__HOW TO COMPLETE THIS TASK__
Count every line below in which "hour" occurs, then give only the count.

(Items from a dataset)
◆ ◆ ◆ ◆ ◆ ◆ ◆

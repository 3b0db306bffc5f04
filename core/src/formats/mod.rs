pub mod grid;
pub mod read_ext;
pub mod volume;

pub(crate) mod util;
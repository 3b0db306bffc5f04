use std::path::PathBuf;

use clap::{Parser, Subcommand};

/// Plots hydrodynamic evolution output of heavy-ion collisions.
#[derive(Parser)]
#[command(name = "hydro-toolbox", author, version, long_about = None)]
pub struct Cli {
    /// Increase verbosity (-v info, -vv debug, -vvv trace).
    #[arg(short, long, global = true, action = clap::ArgAction::Count)]
    pub verbose: u8,

    /// Path to a TOML configuration file.
    #[arg(short, long, global = true, value_name = "FILE")]
    pub config: Option<PathBuf>,

    #[command(subcommand)]
    pub command: Command,
}

#[derive(Subcommand)]
pub enum Command {
    /// Draw the normalized energy density of a grid snapshot.
    EnergyDensity(EnergyDensityArgs),
    /// Draw average and maximum temperature over proper time.
    Temperature(TemperatureArgs),
}

#[derive(clap::Args)]
pub struct EnergyDensityArgs {
    /// Path to the text grid file.
    #[arg(short, long, value_name = "FILE")]
    pub input: PathBuf,

    /// Path of the PNG to write.
    #[arg(short, long, value_name = "FILE", default_value = "energy_density.png")]
    pub output: PathBuf,

    /// Plot title.
    #[arg(long)]
    pub title: Option<String>,
}

#[derive(clap::Args)]
pub struct TemperatureArgs {
    /// Path to the binary volume file.
    #[arg(short, long, value_name = "FILE")]
    pub input: PathBuf,

    /// Path of the PNG to write.
    #[arg(short, long, value_name = "FILE", default_value = "temperature.png")]
    pub output: PathBuf,

    /// Override the eta position of the slice.
    #[arg(long, allow_hyphen_values = true)]
    pub eta: Option<f64>,

    /// Override the temperature cutoff (GeV).
    #[arg(long)]
    pub cutoff: Option<f32>,

    /// Also write the curves as CSV.
    #[arg(long, value_name = "FILE")]
    pub csv: Option<PathBuf>,
}
use std::io::{self, Read};

use byteorder::{BigEndian, ByteOrder, LittleEndian};
use serde::{Deserialize, Serialize};

/// Byte order of the floats in a binary file.
#[derive(Debug, Clone, Copy, Default, PartialEq, Eq, Serialize, Deserialize)]
#[serde(rename_all = "kebab-case")]
pub enum Endian {
    #[default]
    Little,
    Big,
}

impl Endian {
    pub fn read_f32_into(self, src: &[u8], dst: &mut [f32]) {
        match self {
            Endian::Little => LittleEndian::read_f32_into(src, dst),
            Endian::Big => BigEndian::read_f32_into(src, dst),
        }
    }
}

pub trait ReadExt {
    /// Reads at most `limit` bytes, stopping early only at EOF.
    ///
    /// The buffer grows with the data actually read, so a large `limit` over
    /// a short input allocates no more than the input.
    fn read_up_to(&mut self, limit: usize) -> Result<Vec<u8>, io::Error>;
    fn read_all(&mut self) -> Result<Vec<u8>, io::Error>;
}

impl<T: Read> ReadExt for T {
    fn read_up_to(&mut self, limit: usize) -> Result<Vec<u8>, io::Error> {
        let mut buf = Vec::new();
        self.take(limit as u64).read_to_end(&mut buf)?;
        Ok(buf)
    }

    fn read_all(&mut self) -> Result<Vec<u8>, io::Error> {
        let mut buf = Vec::new();
        self.read_to_end(&mut buf)?;
        Ok(buf)
    }
}
mod cli;
mod config;
mod logging;
mod plot;

use std::fs::File;

use clap::Parser;
use color_eyre::eyre::{self, WrapErr};
use hydro_toolbox_core::{GridSnapshot, TemperatureEvolution, VolumeDescriptor};
use tracing::info;

use crate::{
    cli::{Cli, Command, EnergyDensityArgs, TemperatureArgs},
    config::ToolboxConfig,
};

fn main() -> color_eyre::Result<()> {
    color_eyre::install()?;

    let args = Cli::parse();
    logging::init(args.verbose);

    let config = ToolboxConfig::load(args.config.as_deref())?;

    match args.command {
        Command::EnergyDensity(args) => energy_density(args),
        Command::Temperature(args) => temperature(args, config),
    }
}

fn energy_density(args: EnergyDensityArgs) -> eyre::Result<()> {
    // miette renders the offending header token
    let grid = GridSnapshot::read(&args.input)
        .map_err(|err| eyre::eyre!("{:?}", miette::Report::new(err)))
        .wrap_err_with(|| format!("failed to read grid {}", args.input.display()))?;
    info!(nx = grid.nx(), ny = grid.ny(), "Read grid snapshot");

    let title = args
        .title
        .unwrap_or_else(|| "Energy density (normalized)".to_string());
    plot::energy_density_map(&grid, &args.output, &title)?;
    info!(output = %args.output.display(), "Wrote energy density map");
    Ok(())
}

fn temperature(args: TemperatureArgs, config: ToolboxConfig) -> eyre::Result<()> {
    let mut analysis = config.analysis;
    if let Some(eta) = args.eta {
        analysis.eta = eta;
    }
    if let Some(cutoff) = args.cutoff {
        analysis.temperature_cutoff = cutoff;
    }

    let volume = VolumeDescriptor::new(&args.input, config.volume.dims())
        .with_format(config.volume.format())
        .load()
        .wrap_err_with(|| format!("failed to read volume {}", args.input.display()))?;

    let slice = volume.slice_at_eta(analysis.eta, &analysis.eta_range)?;
    info!(eta = analysis.eta, eta_index = slice.eta_index(), "Sliced volume");

    let evolution = TemperatureEvolution::from_slice(&slice, &analysis)?;

    if let Some(csv) = &args.csv {
        let file = File::create(csv).wrap_err_with(|| format!("failed to create {}", csv.display()))?;
        evolution.write_csv(file)?;
        info!(output = %csv.display(), "Wrote temperature evolution CSV");
    }

    plot::temperature_curves(&evolution, &args.output)?;
    info!(output = %args.output.display(), "Wrote temperature evolution plot");
    Ok(())
}
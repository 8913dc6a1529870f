//! The appointment collection and form visibility state.

use crate::models::Appointment;
use crate::store::{Store, StoreResult};

/// Owns the ordered list of finalized appointments and the "show form"
/// flag. Mutations that change the collection persist the new snapshot
/// before swapping it in, so a failed write leaves the collection as it was.
#[derive(Debug, Default)]
pub struct AppointmentBook {
    appointments: Vec<Appointment>,
    show_form: bool,
}

impl AppointmentBook {
    /// Create an empty book with the form hidden.
    pub fn new() -> Self {
        Self::default()
    }

    /// Hydrate from the persisted snapshot. A missing snapshot is an empty
    /// collection; a corrupt one surfaces as a serialization error.
    pub fn load(store: &Store) -> StoreResult<Self> {
        let appointments = match store.load_snapshot()? {
            Some(json) => serde_json::from_str(&json)?,
            None => Vec::new(),
        };
        Ok(Self {
            appointments,
            show_form: false,
        })
    }

    /// The finalized records, oldest first.
    pub fn appointments(&self) -> &[Appointment] {
        &self.appointments
    }

    pub fn len(&self) -> usize {
        self.appointments.len()
    }

    pub fn is_empty(&self) -> bool {
        self.appointments.is_empty()
    }

    /// Find a record by id.
    pub fn get(&self, id: &str) -> Option<&Appointment> {
        self.appointments.iter().find(|a| a.id == id)
    }

    pub fn is_form_visible(&self) -> bool {
        self.show_form
    }

    pub fn set_form_visible(&mut self, visible: bool) {
        self.show_form = visible;
    }

    /// Append one record and persist. The new collection is built as a copy
    /// and swapped in only after the store write succeeds.
    pub fn append(&mut self, appointment: Appointment, store: &Store) -> StoreResult<()> {
        let mut next = self.appointments.clone();
        next.push(appointment);
        store.save_snapshot(&serde_json::to_string(&next)?)?;
        self.appointments = next;
        Ok(())
    }

    /// Remove a record by id and persist. Returns whether a record was
    /// removed; an unknown id writes nothing.
    pub fn delete(&mut self, id: &str, store: &Store) -> StoreResult<bool> {
        let mut next = self.appointments.clone();
        next.retain(|a| a.id != id);
        if next.len() == self.appointments.len() {
            return Ok(false);
        }
        store.save_snapshot(&serde_json::to_string(&next)?)?;
        self.appointments = next;
        tracing::debug!(id, "appointment deleted");
        Ok(true)
    }
}
//! Appointment capture form: draft editing and the submission contract.
//!
//! Flow: field edits / picker confirmations → validate → finalize →
//! append + persist → hide form → reset draft.

mod picker;
mod validate;

pub use picker::*;
pub use validate::*;

use chrono::NaiveDate;
use thiserror::Error;

use crate::book::AppointmentBook;
use crate::ids::IdGenerator;
use crate::models::{Appointment, AppointmentDraft, DraftField};
use crate::store::Store;

/// Submission errors.
#[derive(Error, Debug)]
pub enum SubmitError {
    /// The form is not open; the draft cannot be submitted.
    #[error("form is not open")]
    FormClosed,

    /// One or more fields failed validation.
    #[error("validation failed: {0}")]
    Invalid(FieldErrors),

    #[error("store error: {0}")]
    Store(#[from] crate::store::StoreError),
}

pub type SubmitResult<T> = Result<T, SubmitError>;

/// The appointment capture form. Owns the draft while it is open; the
/// collection and the visibility flag live in [`AppointmentBook`].
#[derive(Debug, Default)]
pub struct AppointmentForm {
    draft: AppointmentDraft,
}

impl AppointmentForm {
    /// Create a form with an empty draft.
    pub fn new() -> Self {
        Self::default()
    }

    /// Read the current draft.
    pub fn draft(&self) -> &AppointmentDraft {
        &self.draft
    }

    /// Apply a field edit. No validation happens here; the draft may hold
    /// anything until submission.
    pub fn set_field(&mut self, field: DraftField, value: String) {
        self.draft.set(field, value);
    }

    /// Date picker confirmation: store the long-form date and return the
    /// value the UI should display.
    pub fn apply_date_pick(&mut self, date: NaiveDate) -> String {
        let formatted = picker::format_long_date(date);
        self.draft.set(DraftField::Date, formatted.clone());
        formatted
    }

    /// Time picker confirmation: store 24-hour HH:MM and return the value
    /// the UI should display.
    pub fn apply_time_pick(&mut self, hour: u32, minute: u32) -> String {
        let formatted = picker::format_time(hour, minute);
        self.draft.set(DraftField::Time, formatted.clone());
        formatted
    }

    /// Discard all entered values.
    pub fn reset(&mut self) {
        self.draft.reset();
    }

    /// Validate the draft and, on success, build the finalized record with
    /// a freshly allocated id. No state is touched either way.
    pub fn finalize(&self, ids: &dyn IdGenerator) -> Result<Appointment, FieldErrors> {
        validate(&self.draft)?;
        Ok(Appointment::from_draft(ids.new_id(), &self.draft))
    }

    /// Submit the draft: validate, finalize, append to the collection and
    /// persist it, hide the form, reset the draft. Every side effect waits
    /// until all prior steps have succeeded; a validation or store failure
    /// leaves the collection, the flag, and the draft untouched.
    pub fn submit(
        &mut self,
        book: &mut AppointmentBook,
        store: &Store,
        ids: &dyn IdGenerator,
    ) -> SubmitResult<Appointment> {
        if !book.is_form_visible() {
            return Err(SubmitError::FormClosed);
        }

        let appointment = self.finalize(ids).map_err(SubmitError::Invalid)?;
        book.append(appointment.clone(), store)?;
        book.set_form_visible(false);
        self.reset();

        tracing::debug!(id = %appointment.id, "appointment submitted");
        Ok(appointment)
    }
}

#[cfg(test)]
mod tests {
    use super::*;
    use crate::ids::UuidIdGenerator;

    fn fill_valid(form: &mut AppointmentForm) {
        form.set_field(DraftField::Patient, "Rex".into());
        form.set_field(DraftField::Owner, "Ana".into());
        form.set_field(DraftField::Phone, "5551234".into());
        form.set_field(DraftField::Date, "2024-05-01".into());
        form.set_field(DraftField::Time, "10:30".into());
        form.set_field(DraftField::Symptoms, "cough".into());
    }

    #[test]
    fn test_picker_confirmations_assign_fields() {
        let mut form = AppointmentForm::new();

        let date = NaiveDate::from_ymd_opt(2024, 5, 7).unwrap();
        assert_eq!(form.apply_date_pick(date), "07 de mayo de 2024");
        assert_eq!(form.draft().date, "07 de mayo de 2024");

        assert_eq!(form.apply_time_pick(9, 5), "09:05");
        assert_eq!(form.draft().time, "09:05");
    }

    #[test]
    fn test_picker_values_pass_validation() {
        let mut form = AppointmentForm::new();
        fill_valid(&mut form);
        form.apply_date_pick(NaiveDate::from_ymd_opt(2024, 5, 7).unwrap());
        form.apply_time_pick(23, 59);

        assert!(form.finalize(&UuidIdGenerator).is_ok());
    }

    #[test]
    fn test_finalize_rejects_invalid_draft() {
        let mut form = AppointmentForm::new();
        fill_valid(&mut form);
        form.set_field(DraftField::Phone, "12a45".into());

        let errors = form.finalize(&UuidIdGenerator).unwrap_err();
        assert_eq!(
            errors.get(DraftField::Phone),
            Some(ValidationError::InvalidFormat)
        );
        // Draft untouched by the failed finalize
        assert_eq!(form.draft().patient, "Rex");
    }

    #[test]
    fn test_finalize_allocates_id_and_copies_fields() {
        let mut form = AppointmentForm::new();
        fill_valid(&mut form);

        let appointment = form.finalize(&UuidIdGenerator).unwrap();
        assert_eq!(appointment.id.len(), 36);
        assert_eq!(appointment.patient, "Rex");
        assert_eq!(appointment.time, "10:30");
    }

    #[test]
    fn test_submit_requires_open_form() {
        let store = Store::open_in_memory().unwrap();
        let mut book = AppointmentBook::new();
        let mut form = AppointmentForm::new();
        fill_valid(&mut form);

        let result = form.submit(&mut book, &store, &UuidIdGenerator);
        assert!(matches!(result, Err(SubmitError::FormClosed)));
        assert_eq!(book.len(), 0);
        // Draft survives the rejected submit
        assert_eq!(form.draft().patient, "Rex");
    }

    #[test]
    fn test_submit_success_resets_and_hides() {
        let store = Store::open_in_memory().unwrap();
        let mut book = AppointmentBook::new();
        book.set_form_visible(true);
        let mut form = AppointmentForm::new();
        fill_valid(&mut form);

        let appointment = form.submit(&mut book, &store, &UuidIdGenerator).unwrap();

        assert_eq!(book.len(), 1);
        assert_eq!(book.appointments()[0], appointment);
        assert!(!book.is_form_visible());
        assert!(form.draft().is_blank());
    }

    #[test]
    fn test_submit_failure_mutates_nothing() {
        let store = Store::open_in_memory().unwrap();
        let mut book = AppointmentBook::new();
        book.set_form_visible(true);
        let mut form = AppointmentForm::new();
        fill_valid(&mut form);
        form.set_field(DraftField::Time, "25:00".into());

        let result = form.submit(&mut book, &store, &UuidIdGenerator);
        assert!(matches!(result, Err(SubmitError::Invalid(_))));

        assert_eq!(book.len(), 0);
        assert!(book.is_form_visible());
        assert_eq!(form.draft().time, "25:00");
        assert_eq!(store.load_snapshot().unwrap(), None);
    }

    #[test]
    fn test_second_submit_blocked_after_success() {
        let store = Store::open_in_memory().unwrap();
        let mut book = AppointmentBook::new();
        book.set_form_visible(true);
        let mut form = AppointmentForm::new();
        fill_valid(&mut form);

        form.submit(&mut book, &store, &UuidIdGenerator).unwrap();
        let second = form.submit(&mut book, &store, &UuidIdGenerator);

        assert!(matches!(second, Err(SubmitError::FormClosed)));
        assert_eq!(book.len(), 1);
    }
}
//! Vet Appointments Core Library
//!
//! Local-first appointment capture for a veterinary clinic mobile app.
//!
//! # Architecture
//!
//! ```text
//! Field edits / picker confirmations
//!                     │
//!            [AppointmentDraft]
//!                     │
//!                  validate ──────► FieldErrors (per-field, for display)
//!                     │ ok
//!          finalize (id allocation)
//!                     │
//!      ┌──────────────▼──────────────┐
//!      │     Append to collection    │
//!      │   copy + persist + swap     │
//!      └──────────────┬──────────────┘
//!                     │
//!          hide form, reset draft
//! ```
//!
//! # Core Principle
//!
//! **Side effects only on a fully valid draft.** A failed validation or a
//! failed store write leaves the collection, the visibility flag, and the
//! draft exactly as they were.
//!
//! # Modules
//!
//! - [`store`]: SQLite-backed snapshot store
//! - [`models`]: Domain types (Appointment, AppointmentDraft, DraftField)
//! - [`form`]: Draft editing, validation, submission
//! - [`book`]: The appointment collection and visibility flag
//! - [`ids`]: Identifier generation

pub mod book;
pub mod form;
pub mod ids;
pub mod models;
pub mod store;

// Re-export commonly used types
pub use book::AppointmentBook;
pub use form::{AppointmentForm, FieldErrors, SubmitError, ValidationError};
pub use ids::{IdGenerator, UuidIdGenerator};
pub use models::{Appointment, AppointmentDraft, DraftField};
pub use store::Store;

// UniFFI setup - using proc macros
uniffi::setup_scaffolding!();

use std::sync::{Arc, Mutex};

// =========================================================================
// FFI Error Type
// =========================================================================

#[derive(Debug, thiserror::Error, uniffi::Error)]
pub enum VetAppointmentsError {
    #[error("Database error: {0}")]
    DatabaseError(String),

    #[error("Not found: {0}")]
    NotFound(String),

    #[error("Invalid input: {0}")]
    InvalidInput(String),

    #[error("Serialization error: {0}")]
    SerializationError(String),

    #[error("Validation failed: {0}")]
    ValidationFailed(String),

    #[error("Form is not open")]
    FormClosed,
}

impl From<store::StoreError> for VetAppointmentsError {
    fn from(e: store::StoreError) -> Self {
        match e {
            store::StoreError::Json(e) => {
                VetAppointmentsError::SerializationError(e.to_string())
            }
            other => VetAppointmentsError::DatabaseError(other.to_string()),
        }
    }
}

impl From<serde_json::Error> for VetAppointmentsError {
    fn from(e: serde_json::Error) -> Self {
        VetAppointmentsError::SerializationError(e.to_string())
    }
}

impl From<form::SubmitError> for VetAppointmentsError {
    fn from(e: form::SubmitError) -> Self {
        match e {
            form::SubmitError::FormClosed => VetAppointmentsError::FormClosed,
            form::SubmitError::Invalid(errors) => {
                VetAppointmentsError::ValidationFailed(errors.to_string())
            }
            form::SubmitError::Store(e) => e.into(),
        }
    }
}

impl<T> From<std::sync::PoisonError<T>> for VetAppointmentsError {
    fn from(e: std::sync::PoisonError<T>) -> Self {
        VetAppointmentsError::DatabaseError(format!("Lock poisoned: {}", e))
    }
}

// =========================================================================
// Factory Functions (exported to FFI)
// =========================================================================

/// Open or create the appointment store at the given path and load the
/// persisted collection.
#[uniffi::export]
pub fn open_appointments(path: String) -> Result<Arc<VetAppointmentsCore>, VetAppointmentsError> {
    let store = Store::open(&path)?;
    VetAppointmentsCore::with_store(store)
}

/// Create an in-memory instance (for testing).
#[uniffi::export]
pub fn open_appointments_in_memory() -> Result<Arc<VetAppointmentsCore>, VetAppointmentsError> {
    let store = Store::open_in_memory()?;
    VetAppointmentsCore::with_store(store)
}

// =========================================================================
// Main API Object
// =========================================================================

struct CoreState {
    store: Store,
    book: AppointmentBook,
    form: AppointmentForm,
    ids: Box<dyn IdGenerator>,
}

/// Thread-safe core state wrapper for FFI.
#[derive(uniffi::Object)]
pub struct VetAppointmentsCore {
    state: Arc<Mutex<CoreState>>,
}

impl VetAppointmentsCore {
    fn with_store(store: Store) -> Result<Arc<Self>, VetAppointmentsError> {
        let book = AppointmentBook::load(&store)?;
        tracing::info!(count = book.len(), "appointment store opened");
        Ok(Arc::new(Self {
            state: Arc::new(Mutex::new(CoreState {
                store,
                book,
                form: AppointmentForm::new(),
                ids: Box::new(UuidIdGenerator),
            })),
        }))
    }
}

#[uniffi::export]
impl VetAppointmentsCore {
    // =========================================================================
    // Collection Operations
    // =========================================================================

    /// List all finalized appointments, oldest first.
    pub fn appointments(&self) -> Result<Vec<FfiAppointment>, VetAppointmentsError> {
        let state = self.state.lock()?;
        Ok(state
            .book
            .appointments()
            .iter()
            .cloned()
            .map(|a| a.into())
            .collect())
    }

    /// Number of finalized appointments.
    pub fn appointment_count(&self) -> Result<u32, VetAppointmentsError> {
        let state = self.state.lock()?;
        Ok(state.book.len() as u32)
    }

    /// Get an appointment by id.
    pub fn get_appointment(
        &self,
        id: String,
    ) -> Result<Option<FfiAppointment>, VetAppointmentsError> {
        let state = self.state.lock()?;
        Ok(state.book.get(&id).cloned().map(|a| a.into()))
    }

    /// Delete an appointment by id and persist the shrunk collection.
    /// Returns whether a record was removed.
    pub fn delete_appointment(&self, id: String) -> Result<bool, VetAppointmentsError> {
        let mut state = self.state.lock()?;
        let CoreState { store, book, .. } = &mut *state;
        Ok(book.delete(&id, store)?)
    }

    // =========================================================================
    // Form Visibility
    // =========================================================================

    /// Whether the capture form is currently shown.
    pub fn is_form_visible(&self) -> Result<bool, VetAppointmentsError> {
        let state = self.state.lock()?;
        Ok(state.book.is_form_visible())
    }

    /// Show the capture form.
    pub fn open_form(&self) -> Result<(), VetAppointmentsError> {
        let mut state = self.state.lock()?;
        state.book.set_form_visible(true);
        Ok(())
    }

    /// Hide the capture form and discard the draft.
    pub fn cancel_form(&self) -> Result<(), VetAppointmentsError> {
        let mut state = self.state.lock()?;
        state.book.set_form_visible(false);
        state.form.reset();
        Ok(())
    }

    // =========================================================================
    // Draft Operations
    // =========================================================================

    /// Apply a field edit. Field names: patient, owner, phone, date, time,
    /// symptoms.
    pub fn set_field(&self, field: String, value: String) -> Result<(), VetAppointmentsError> {
        let field = parse_field(&field)?;
        let mut state = self.state.lock()?;
        state.form.set_field(field, value);
        Ok(())
    }

    /// Date picker confirmation. Takes the picked instant as Unix
    /// milliseconds, stores the formatted date, and returns it for display.
    pub fn confirm_date_pick(&self, timestamp_ms: i64) -> Result<String, VetAppointmentsError> {
        let picked = form::local_datetime_from_millis(timestamp_ms).ok_or_else(|| {
            VetAppointmentsError::InvalidInput(format!("Invalid timestamp: {}", timestamp_ms))
        })?;
        let mut state = self.state.lock()?;
        Ok(state.form.apply_date_pick(picked.date_naive()))
    }

    /// Time picker confirmation. Takes the picked instant as Unix
    /// milliseconds, stores 24-hour HH:MM, and returns it for display.
    pub fn confirm_time_pick(&self, timestamp_ms: i64) -> Result<String, VetAppointmentsError> {
        let picked = form::local_datetime_from_millis(timestamp_ms).ok_or_else(|| {
            VetAppointmentsError::InvalidInput(format!("Invalid timestamp: {}", timestamp_ms))
        })?;
        use chrono::Timelike;
        let mut state = self.state.lock()?;
        Ok(state.form.apply_time_pick(picked.hour(), picked.minute()))
    }

    /// Read the current draft.
    pub fn draft(&self) -> Result<FfiDraft, VetAppointmentsError> {
        let state = self.state.lock()?;
        Ok(state.form.draft().into())
    }

    /// Validate the current draft without submitting. An empty result means
    /// the draft is valid; otherwise one entry per offending field.
    pub fn validate_draft(&self) -> Result<Vec<FfiFieldError>, VetAppointmentsError> {
        let state = self.state.lock()?;
        match form::validate(state.form.draft()) {
            Ok(()) => Ok(Vec::new()),
            Err(errors) => Ok(errors
                .iter()
                .map(|(field, error)| FfiFieldError {
                    field: field.as_str().to_string(),
                    message: error.to_string(),
                })
                .collect()),
        }
    }

    /// Submit the current draft. On success the new appointment is
    /// appended and persisted, the form hides, and the draft resets.
    pub fn submit(&self) -> Result<FfiAppointment, VetAppointmentsError> {
        let mut state = self.state.lock()?;
        let CoreState {
            store,
            book,
            form,
            ids,
        } = &mut *state;
        let appointment = form.submit(book, store, ids.as_ref())?;
        Ok(appointment.into())
    }
}

fn parse_field(field: &str) -> Result<DraftField, VetAppointmentsError> {
    DraftField::parse(field)
        .ok_or_else(|| VetAppointmentsError::InvalidInput(format!("Unknown field: {}", field)))
}

// =========================================================================
// FFI Types
// =========================================================================

/// FFI-safe appointment record.
#[derive(Debug, Clone, uniffi::Record)]
pub struct FfiAppointment {
    pub id: String,
    pub patient: String,
    pub owner: String,
    pub phone: String,
    pub date: String,
    pub time: String,
    pub symptoms: String,
    pub created_at: String,
}

impl From<Appointment> for FfiAppointment {
    fn from(appointment: Appointment) -> Self {
        Self {
            id: appointment.id,
            patient: appointment.patient,
            owner: appointment.owner,
            phone: appointment.phone,
            date: appointment.date,
            time: appointment.time,
            symptoms: appointment.symptoms,
            created_at: appointment.created_at,
        }
    }
}

/// FFI-safe draft snapshot.
#[derive(Debug, Clone, uniffi::Record)]
pub struct FfiDraft {
    pub patient: String,
    pub owner: String,
    pub phone: String,
    pub date: String,
    pub time: String,
    pub symptoms: String,
    pub is_blank: bool,
}

impl From<&AppointmentDraft> for FfiDraft {
    fn from(draft: &AppointmentDraft) -> Self {
        Self {
            patient: draft.patient.clone(),
            owner: draft.owner.clone(),
            phone: draft.phone.clone(),
            date: draft.date.clone(),
            time: draft.time.clone(),
            symptoms: draft.symptoms.clone(),
            is_blank: draft.is_blank(),
        }
    }
}

/// FFI-safe field validation failure.
#[derive(Debug, Clone, uniffi::Record)]
pub struct FfiFieldError {
    pub field: String,
    pub message: String,
}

◆ ◆ ◆ ◆ ◆ ◆ ◆

__TASK SOLUTION__
5